Plaintiff, for another further cause of action, says that, from the-day of-, 186 — , to the-day of-,. 186 — , he, at the instance and request of defendant, and [324]*324under tbe order and direction of its then city engineer, did 500 cubic yards of grading on -, between tbe Pacific Railroad and Mill Creek sewer, which was reasonably worth the sum of 33 cents per cubic yard, whereby defendant became indebted to plaintiff in the sum of $165, for which, with interest and costs, he asks judgment.

Defendant demurred to the first count of the petition, on the ground that it improperly united a claim for a balance due on contract with a claim for damages for breach of contract. To the second count defendant demurred on the ground that it did not set forth facts sufficient to constitute a cause of action. The demurrer was overruled as to the first count, and sustained as to the-second count.

The answer admits the making of the contract as alleged, and says that the contract contained these conditions, not set out in the petition :

“And it is hereby distinctly understood and agreed that the city engineer shall have the right to suspend this contract, or annul the same, whenever the appropriations made therefor by ordinance are either exhausted or unavailable.
“ This contract is entered into subject to the provisions of the existing ordinances of the city, and to the express power of the city engineer to suspend or annul said contract for any failure on the part of the contractor to fulfil or comply with same.
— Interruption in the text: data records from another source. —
//! Glue between the comparison engine and its collaborators: the OCR
//! engine, the reference-text loader and the diff view.
//!
//! Collaborator failures never abort a run. They are collected into
//! [`Report::issues`] and whatever could still be computed is returned.

use std::path::{Path, PathBuf};

use tracing::{info, warn};

use crate::clean::clean_with_stats;
use crate::compare::{Comparator, ComparisonResult};
use crate::error::{CompareError, Result};

/// Inserted between the texts of consecutive images.
pub const PAGE_BOUNDARY: &str = "\n\n";

/// OCR engine, called once per image.
pub trait TextRecognizer<I: ?Sized> {
    fn recognize(&self, image: &I) -> Result<String>;
}

impl<I: ?Sized, F> TextRecognizer<I> for F
where
    F: Fn(&I) -> Result<String>,
{
    fn recognize(&self, image: &I) -> Result<String> {
        self(image)
    }
}

/// Supplier of the reference contract text.
pub trait ReferenceSource {
    fn load(&self) -> Result<String>;
}

impl ReferenceSource for str {
    fn load(&self) -> Result<String> {
        Ok(self.to_string())
    }
}

impl ReferenceSource for String {
    fn load(&self) -> Result<String> {
        Ok(self.clone())
    }
}

/// Reference text stored in a UTF-8 file.
#[derive(Debug, Clone)]
pub struct FileReference {
    path: PathBuf,
}

impl FileReference {
    pub fn new(path: impl AsRef<Path>) -> Self {
        Self {
            path: path.as_ref().to_path_buf(),
        }
    }
}

impl ReferenceSource for FileReference {
    fn load(&self) -> Result<String> {
        std::fs::read_to_string(&self.path).map_err(|source| CompareError::ReferenceLoad {
            path: self.path.clone(),
            source,
        })
    }
}

/// The two texts a diff view shows, cut to a bounded prefix.
///
/// Only used for rendering; scores always come from the full texts.
#[derive(Debug, Clone, PartialEq, Eq)]
pub struct DiffPreview {
    pub actual: String,
    pub reference: String,
    pub truncated: bool,
}

impl DiffPreview {
    pub fn new(actual: &str, reference: &str, max_chars: usize) -> Self {
        let (actual, cut_actual) = truncate_chars(actual, max_chars);
        let (reference, cut_reference) = truncate_chars(reference, max_chars);
        Self {
            actual: actual.to_string(),
            reference: reference.to_string(),
            truncated: cut_actual || cut_reference,
        }
    }
}

fn truncate_chars(text: &str, max_chars: usize) -> (&str, bool) {
    match text.char_indices().nth(max_chars) {
        Some((i, _)) => (&text[..i], true),
        None => (text, false),
    }
}

/// Diff view. Failing to render is reported, not fatal.
pub trait DiffRenderer {
    fn render(&self, preview: &DiffPreview) -> Result<()>;
}

/// Raw text accumulated from a sequence of images.
#[derive(Debug, Default)]
pub struct Capture {
    pub raw_text: String,
    /// Images submitted
    pub item_count: usize,
    /// Images that produced text
    pub recognized: usize,
    pub failures: Vec<CompareError>,
}

/// Recognize each image in turn and join the texts with [`PAGE_BOUNDARY`].
///
/// Images are processed one after another; the combined text is meant to be
/// cleaned once so duplicate lines are caught across pages.
pub fn accumulate<I, R>(recognizer: &R, images: &[I]) -> Capture
where
    R: TextRecognizer<I> + ?Sized,
{
    let mut capture = Capture {
        item_count: images.len(),
        ..Default::default()
    };
    for (index, image) in images.iter().enumerate() {
        match recognizer.recognize(image) {
            Ok(text) => {
                if capture.recognized > 0 {
                    capture.raw_text.push_str(PAGE_BOUNDARY);
                }
                capture.raw_text.push_str(&text);
                capture.recognized += 1;
            }
            Err(err) => {
                let err = match err {
                    CompareError::Recognition { message, .. } => {
                        CompareError::Recognition { index, message }
                    }
                    other => other,
                };
                warn!(index, error = %err, "recognition failed, skipping image");
                capture.failures.push(err);
            }
        }
    }
    capture
}

/// Outcome of a full verification run.
#[derive(Debug)]
pub struct Report {
    pub result: ComparisonResult,
    pub cleaned_text: String,
    /// `None` when the reference was unavailable.
    pub diff: Option<DiffPreview>,
    /// Recoverable collaborator failures, in the order they happened
    pub issues: Vec<CompareError>,
}

/// Recognize, clean once, compare and hand a preview to the diff view.
pub fn verify<I, R, S>(
    comparator: &Comparator,
    recognizer: &R,
    images: &[I],
    reference: &S,
    renderer: Option<&dyn DiffRenderer>,
) -> Report
where
    R: TextRecognizer<I> + ?Sized,
    S: ReferenceSource + ?Sized,
{
    let capture = accumulate(recognizer, images);
    let mut issues = capture.failures;

    let (cleaned_text, stats) = clean_with_stats(&capture.raw_text);

    let (result, diff) = match reference.load() {
        Ok(reference) => {
            let result = comparator.compare(&cleaned_text, &reference, capture.item_count);
            let preview = DiffPreview::new(&cleaned_text, &reference, comparator.diff_preview_chars());
            if let Some(renderer) = renderer
                && let Err(err) = renderer.render(&preview)
            {
                warn!(error = %err, "diff view failed");
                issues.push(err);
            }
            (result, Some(preview))
        }
        Err(err) => {
            warn!(error = %err, "reference unavailable, skipping similarity");
            issues.push(err);
            let result = comparator.compare_without_reference(&cleaned_text, capture.item_count);
            (result, None)
        }
    };

    info!(
        images = capture.item_count,
        recognized = capture.recognized,
        collapsed_runs = stats.collapsed_runs,
        duplicate_lines = stats.duplicate_lines,
        issues = issues.len(),
        variant = result.variant.as_str(),
        "verification finished"
    );

    Report {
        result,
        cleaned_text,
        diff,
        issues,
    }
}

#[cfg(test)]
mod tests {
    use super::*;
    use crate::template::TemplateVariant;
    use std::cell::RefCell;
    use std::io::Write;

    fn pages(image: &&str) -> Result<String> {
        match *image {
            "page1.jpg" => Ok("1. 임차주택의 표시\n2. 계약내용\n제1조 (보증금과 차임)".to_string()),
            "page2.jpg" => Ok("2. 계약 내용\n제2조 (임대차기간)\n제3조 (입주 전 수리)\n특약사항".to_string()),
            "blank.jpg" => Ok(String::new()),
            other => Err(CompareError::Recognition {
                index: 0,
                message: format!("unreadable {other}"),
            }),
        }
    }

    struct FailingRenderer;

    impl DiffRenderer for FailingRenderer {
        fn render(&self, _preview: &DiffPreview) -> Result<()> {
            Err(CompareError::DiffUnavailable("diff library not loaded".into()))
        }
    }

    #[derive(Default)]
    struct RecordingRenderer {
        seen: RefCell<Vec<DiffPreview>>,
    }

    impl DiffRenderer for RecordingRenderer {
        fn render(&self, preview: &DiffPreview) -> Result<()> {
            self.seen.borrow_mut().push(preview.clone());
            Ok(())
        }
    }

    #[test]
    fn test_accumulate_joins_in_order() {
        let capture = accumulate(&pages, &["page1.jpg", "page2.jpg"]);
        assert_eq!(capture.item_count, 2);
        assert_eq!(capture.recognized, 2);
        assert!(capture.failures.is_empty());
        let first = capture.raw_text.find("제1조").unwrap();
        let second = capture.raw_text.find("제2조").unwrap();
        assert!(first < second);
        assert!(capture.raw_text.contains("(보증금과 차임)\n\n2. 계약 내용"));
    }

    #[test]
    fn test_accumulate_skips_failures() {
        let capture = accumulate(&pages, &["page1.jpg", "torn.jpg", "blank.jpg"]);
        assert_eq!(capture.item_count, 3);
        assert_eq!(capture.recognized, 2);
        assert_eq!(capture.failures.len(), 1);
        assert!(matches!(capture.failures[0], CompareError::Recognition { index: 1, .. }));
    }

    #[test]
    fn test_verify_dedups_across_pages() {
        let comparator = Comparator::default();
        let renderer = RecordingRenderer::default();
        let reference = "1. 임차주택의 표시\n2. 계약내용\n제1조\n제2조\n제3조\n특약사항";
        let report = verify(
            &comparator,
            &pages,
            &["page1.jpg", "page2.jpg"],
            reference,
            Some(&renderer),
        );
        assert!(report.issues.is_empty());
        assert_eq!(report.cleaned_text.matches("계약").count(), 1);
        assert_eq!(report.result.variant, TemplateVariant::Standard);
        assert!(report.result.missing_detected_anchors.is_empty());
        assert_eq!(report.result.item_count, 2);
        assert!(report.result.similarity.is_some());
        assert_eq!(renderer.seen.borrow().len(), 1);
        assert_eq!(report.diff.as_ref().unwrap().actual, report.cleaned_text);
    }

    #[test]
    fn test_verify_survives_reference_failure() {
        let comparator = Comparator::default();
        let missing = FileReference::new("/nonexistent/standard.txt");
        let report = verify(&comparator, &pages, &["page1.jpg"], &missing, None);
        assert_eq!(report.issues.len(), 1);
        assert!(matches!(report.issues[0], CompareError::ReferenceLoad { .. }));
        assert!(report.result.similarity.is_none());
        assert!(report.diff.is_none());
        assert_eq!(report.result.missing_reference_anchors, vec!["특약사항", "제2조", "제3조"]);
    }

    #[test]
    fn test_verify_survives_renderer_failure() {
        let comparator = Comparator::default();
        let report = verify(
            &comparator,
            &pages,
            &["page1.jpg"],
            "제1조",
            Some(&FailingRenderer),
        );
        assert_eq!(report.issues.len(), 1);
        assert!(matches!(report.issues[0], CompareError::DiffUnavailable(_)));
        assert!(report.result.similarity.is_some());
        assert!(report.diff.is_some());
    }

    #[test]
    fn test_verify_with_no_images() {
        let comparator = Comparator::default();
        let none: [&str; 0] = [];
        let report = verify(&comparator, &pages, &none, "제1조 제2조", None);
        assert_eq!(report.cleaned_text, "");
        assert_eq!(report.result.item_count, 0);
        assert_eq!(report.result.similarity.unwrap().actual_in_reference, 0.0);
    }

    #[test]
    fn test_file_reference() {
        let mut file = tempfile::NamedTempFile::new().unwrap();
        file.write_all("제1조\r\n제2조".as_bytes()).unwrap();
        let loaded = FileReference::new(file.path()).load().unwrap();
        assert_eq!(loaded, "제1조\r\n제2조");
    }

    #[test]
    fn test_diff_preview_truncates_by_chars() {
        let actual = "가".repeat(10);
        let preview = DiffPreview::new(&actual, "나나", 4);
        assert_eq!(preview.actual, "가가가가");
        assert_eq!(preview.reference, "나나");
        assert!(preview.truncated);

        let short = DiffPreview::new("가", "나", 4);
        assert!(!short.truncated);
    }
}
//! Canonical form used for every substring and shingle comparison.
//!
//! Whitespace and anything outside the comparable alphabet (Hangul syllables,
//! ASCII letters, ASCII digits) is dropped and letters are lowercased, so
//! "제 1 조." and "제1조" compare equal.

use unicode_normalization::UnicodeNormalization;

const HANGUL_FIRST: char = '\u{AC00}';
const HANGUL_LAST: char = '\u{D7A3}';

/// True for characters that survive normalization.
pub fn is_comparable(c: char) -> bool {
    (HANGUL_FIRST..=HANGUL_LAST).contains(&c) || c.is_ascii_alphanumeric()
}

/// Normalize text for comparison.
///
/// Text is first composed to NFC so decomposed jamo from some OCR engines
/// become syllables rather than being filtered out. Idempotent.
pub fn normalize(text: &str) -> String {
    text.nfc()
        .filter(|c| is_comparable(*c))
        .map(|c| c.to_ascii_lowercase())
        .collect()
}

/// True when the normalized `needle` occurs in an already-normalized haystack.
pub(crate) fn contains_normalized(haystack: &str, needle: &str) -> bool {
    haystack.contains(normalize(needle).as_str())
}
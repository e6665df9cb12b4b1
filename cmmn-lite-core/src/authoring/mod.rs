//! Case model authoring pipeline: YAML → DTO → validate → resolved model,
//! plus best-effort diagram synthesis for deployments.

pub mod diagram;
pub mod dto;
pub mod dto_to_model;
pub mod validate;
pub mod yaml;
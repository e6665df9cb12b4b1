//! Definition cache and deployment management.
//!
//! The registry sits between the deployer and the runtime: it runs deploys,
//! keeps a (definition id → definition + model) cache, and answers the two
//! lookups the runtime needs — by id and latest-by-key. Cache reads and
//! cache-filling loads are separate operations: `lookup` never writes,
//! `ensure_loaded` is the one that may re-deploy.

use std::collections::HashMap;
use std::sync::{Arc, PoisonError, RwLock};

use tracing::{debug, info};

use crate::deploy::{CaseDefinitionCacheEntry, CmmnDeployer, DeployOutcome, DeploySettings};
use crate::error::CmmnError;
use crate::store::CommandContext;
use crate::store_memory::MemoryDataManager;
use crate::types::{tenant_or_default, CaseDefinition, CaseDeployment};

pub struct DefinitionRegistry {
    cache: RwLock<HashMap<String, Arc<CaseDefinitionCacheEntry>>>,
    deployer: CmmnDeployer,
    deployments: MemoryDataManager<CaseDeployment>,
    definitions: MemoryDataManager<CaseDefinition>,
}

impl DefinitionRegistry {
    pub fn new(
        deployer: CmmnDeployer,
        deployments: MemoryDataManager<CaseDeployment>,
        definitions: MemoryDataManager<CaseDefinition>,
    ) -> Self {
        Self {
            cache: RwLock::new(HashMap::new()),
            deployer,
            deployments,
            definitions,
        }
    }

    /// Runs the deployer and caches everything it produced.
    pub fn deploy(
        &self,
        ctx: &CommandContext,
        deployment: CaseDeployment,
        settings: &DeploySettings,
    ) -> Result<DeployOutcome, CmmnError> {
        let outcome = self.deployer.deploy(ctx, deployment, settings)?;
        self.populate(&outcome.entries);
        Ok(outcome)
    }

    /// Pure cache read. Never loads, never deploys.
    pub fn lookup(&self, definition_id: &str) -> Option<Arc<CaseDefinitionCacheEntry>> {
        self.cache
            .read()
            .unwrap_or_else(PoisonError::into_inner)
            .get(definition_id)
            .cloned()
    }

    /// Cache read that repopulates on a miss.
    ///
    /// A miss loads the persisted definition (`ObjectNotFound` when there is
    /// none) and re-deploys its deployment with `is_new = false` to rebuild
    /// the cache entries. If the entry is still missing afterwards the store
    /// and cache disagree about what that deployment contains, which is an
    /// internal consistency failure, not a plain miss.
    pub fn ensure_loaded(
        &self,
        ctx: &CommandContext,
        definition_id: &str,
    ) -> Result<Arc<CaseDefinitionCacheEntry>, CmmnError> {
        if let Some(entry) = self.lookup(definition_id) {
            return Ok(entry);
        }
        let definition = self.definitions.get_by_id(ctx, definition_id)?;
        if definition.deployment_id.is_empty() {
            return Err(CmmnError::IllegalState(format!(
                "case definition '{definition_id}' has no deployment id to load from"
            )));
        }
        let mut deployment = self.deployments.get_by_id(ctx, &definition.deployment_id)?;
        deployment.is_new = false;
        debug!(
            definition_id = %definition_id,
            deployment_id = %deployment.id,
            "definition cache miss, re-deploying"
        );
        self.deploy(ctx, deployment, &DeploySettings::default())?;
        self.lookup(definition_id).ok_or_else(|| {
            CmmnError::IllegalState(format!(
                "deployment '{}' did not load case definition '{definition_id}' into the cache",
                definition.deployment_id
            ))
        })
    }

    /// Highest version for a key within one tenant (`None` and the empty
    /// tenant are the same bucket).
    pub fn find_latest_by_key(
        &self,
        key: &str,
        tenant_id: Option<&str>,
    ) -> Result<CaseDefinition, CmmnError> {
        let tenant = tenant_or_default(tenant_id);
        self.definitions
            .find_by(|d| d.key == key && d.tenant_id == tenant)
            .into_iter()
            .max_by_key(|d| d.version)
            .ok_or_else(|| {
                CmmnError::not_found("case definition", format!("key '{key}' (tenant '{tenant}')"))
            })
    }

    pub fn evict_definition(&self, definition_id: &str) {
        self.cache
            .write()
            .unwrap_or_else(PoisonError::into_inner)
            .remove(definition_id);
    }

    /// Drops every cache entry belonging to a deployment. The persisted
    /// records stay; the next `ensure_loaded` rebuilds the entries.
    pub fn evict_deployment(&self, deployment_id: &str) {
        self.cache
            .write()
            .unwrap_or_else(PoisonError::into_inner)
            .retain(|_, entry| entry.definition.deployment_id != deployment_id);
    }

    /// Deletes a deployment and cascades: its definitions go from the store,
    /// its entries from the cache.
    pub fn remove_deployment(
        &self,
        ctx: &CommandContext,
        deployment_id: &str,
    ) -> Result<(), CmmnError> {
        let deployment = self.deployments.get_by_id(ctx, deployment_id)?;
        for definition in self.definitions.find_by(|d| d.deployment_id == deployment.id) {
            self.definitions.delete(ctx, &definition.id)?;
        }
        self.deployments.delete(ctx, deployment_id)?;
        self.evict_deployment(deployment_id);
        info!(deployment_id = %deployment_id, "deployment removed");
        Ok(())
    }

    fn populate(&self, entries: &[Arc<CaseDefinitionCacheEntry>]) {
        let mut cache = self.cache.write().unwrap_or_else(PoisonError::into_inner);
        for entry in entries {
            cache.insert(entry.definition.id.clone(), entry.clone());
        }
    }
}
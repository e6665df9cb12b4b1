//! Engine error type.
//!
//! One public enum covering the three caller-distinguishable failure classes
//! (not-found, bad argument, bad state) plus the deployment- and
//! listener-specific failures that callers match on.

use thiserror::Error;

use crate::authoring::validate::ValidationError;

#[derive(Debug, Error)]
pub enum CmmnError {
    /// A lookup found nothing. Carries the expected object type so the
    /// message names what was being looked for; `id` is the id or key text
    /// the lookup used.
    #[error("no {object_type} found for '{id}'")]
    ObjectNotFound { object_type: &'static str, id: String },

    #[error("illegal argument: {0}")]
    IllegalArgument(String),

    #[error("illegal state: {0}")]
    IllegalState(String),

    /// A plan item was asked to make a transition its current state does not
    /// permit. Terminal states permit nothing.
    #[error("plan item '{plan_item_id}' cannot make transition {transition} from state {from}")]
    InvalidTransition {
        plan_item_id: String,
        from: String,
        transition: String,
    },

    /// Two resources in one deployment batch produced the same definition key.
    /// Nothing from the batch is persisted.
    #[error("duplicate case definition key '{key}' in deployment")]
    DuplicateDefinitionKey { key: String },

    #[error("failed to parse resource '{resource}': {message}")]
    ResourceParse { resource: String, message: String },

    /// Structural validation of a parsed model failed. All rule violations
    /// are collected before reporting.
    #[error("model validation failed for '{resource}': {}", format_rules(.errors))]
    ModelValidation {
        resource: String,
        errors: Vec<ValidationError>,
    },

    /// A lifecycle listener returned an error. Dispatch stops at the first
    /// failure and the triggering operation is aborted; the original error
    /// is preserved as the source.
    #[error("lifecycle listener failed during {transition}: {source}")]
    ListenerFailure {
        transition: String,
        #[source]
        source: anyhow::Error,
    },
}

impl CmmnError {
    /// Shorthand for the not-found case, which nearly every lookup needs.
    pub fn not_found(object_type: &'static str, id: impl Into<String>) -> Self {
        CmmnError::ObjectNotFound {
            object_type,
            id: id.into(),
        }
    }
}

fn format_rules(errors: &[ValidationError]) -> String {
    errors
        .iter()
        .map(|e| format!("[{}] {}", e.rule, e.message))
        .collect::<Vec<_>>()
        .join("; ")
}
/// `(criterion, part)` pairs of `criteria` that listen for `transition` of
/// `source_plan_item_id`.
fn matching_parts(
    criteria: &[SentryDef],
    source_plan_item_id: &str,
    transition: PlanItemTransition,
) -> Vec<(u32, u32)> {
    let mut hits = Vec::new();
    for (ci, criterion) in criteria.iter().enumerate() {
        for (pi, part) in criterion.on_parts.iter().enumerate() {
            if part.source_plan_item_id == source_plan_item_id && part.standard_event == transition
            {
                hits.push((ci as u32, pi as u32));
            }
        }
    }
    hits
}

/// A sentry is satisfied when any single criterion is: all of its on-parts
/// observed and its if-part (if any) true against the current variables.
fn criteria_satisfied(
    criteria: &[SentryDef],
    observed: &std::collections::BTreeSet<(u32, u32)>,
    variables: &BTreeMap<String, Value>,
) -> bool {
    criteria.iter().enumerate().any(|(ci, criterion)| {
        let on_parts_done = criterion
            .on_parts
            .iter()
            .enumerate()
            .all(|(pi, _)| observed.contains(&(ci as u32, pi as u32)));
        let if_part_true = criterion
            .if_part
            .as_ref()
            .map_or(true, |cond| cond.evaluate(variables));
        on_parts_done && if_part_true
    })
}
Should the work be suspended or annulled by the city engineer, it shall not entitle the contractor to any damages on account thereof.”

The defendant also says that by ordinance No. 5740 the sum of $3,000 was appropriated for the work in question, and by ordinance No. 8825 the further sum of $3,500 was so appropriated, and that no other or further appropriations for the same have ever been made; that up to July 24, 1867, plaintiff had done grading under said contract amounting, at the rates stipulated in said contract, to the sum of $6,494.34, which exhausted the appropriation for said work, with the exception of $5.66, and that there was duly paid [325]*325to the plaintiff by defendant, at the time, $6,425, leaving a balance of $69.34 due plaintiff, which was duly tendered ; that due notice that the fund was exhausted, and that the work was suspended for that reason, was given to plaintiff. The answer denies that there were funds for said work in the city treasury, except as stated in the answer, and says that there have been no funds since in the treasury for that purpose; and says that plaintiff was entitled to do only so much of said work as he was ordered to do, and that he was ordered to do no more work than that set out in the answer, and that when that was completed he was directed to stop, the contract annulled, and the work suspended. The new matter in the answer was put in issue by the reply.

On the trial the contract was introduced, and it contains the conditions set out in the petition and answer, and provides that “ the city engineer, under the provisions of ordinances Nos. 5740 and 5825, and by virtue of authority in him vested by general ordinances of the city, did let unto the said Henry Perldnson the grading and macadamizing of Grand Avenue from Chouteau Avenue to Gravois Road, and that the said Perldnson agreed to do such work, or so much thereof as may be ordered, strictly in accordance with the directions of the city engineer, and under his supervision and control,” etc.

Plaintiff introduced the following ordinances of the city: Nos. 5740 and 5825, approved January 27 and March 20, 1866, respectively, and which appropriate, together, the sum of $6,500 for the work in question, and authorize the city engineer to cause Grand Avenue to be graded from Chouteau Avenue to the Gravois Road, and a carriage-way of thirty feet to be macadamized; No. 6141, approved March 29, 1867, appropriating $1,500 for grading Grand Avenue from Lafayette to Pontiac, which is part of the work described in the contract; No. 7809, approved July 12, 1871, appropriating $1,500 for grading Grand Avenue [326]*326from Lafayette to Park Avenue, which is part of the contract work; No. 8593, approved July 16, 1873, for grading from Yista to Chouteau Avenue, part of the contract work; and ordinances Nos. 5839 and 6450, approved April 14, 1866, and March 16, 1868, which, amongst other things, appropriate $90,000 to grading streets and alleys.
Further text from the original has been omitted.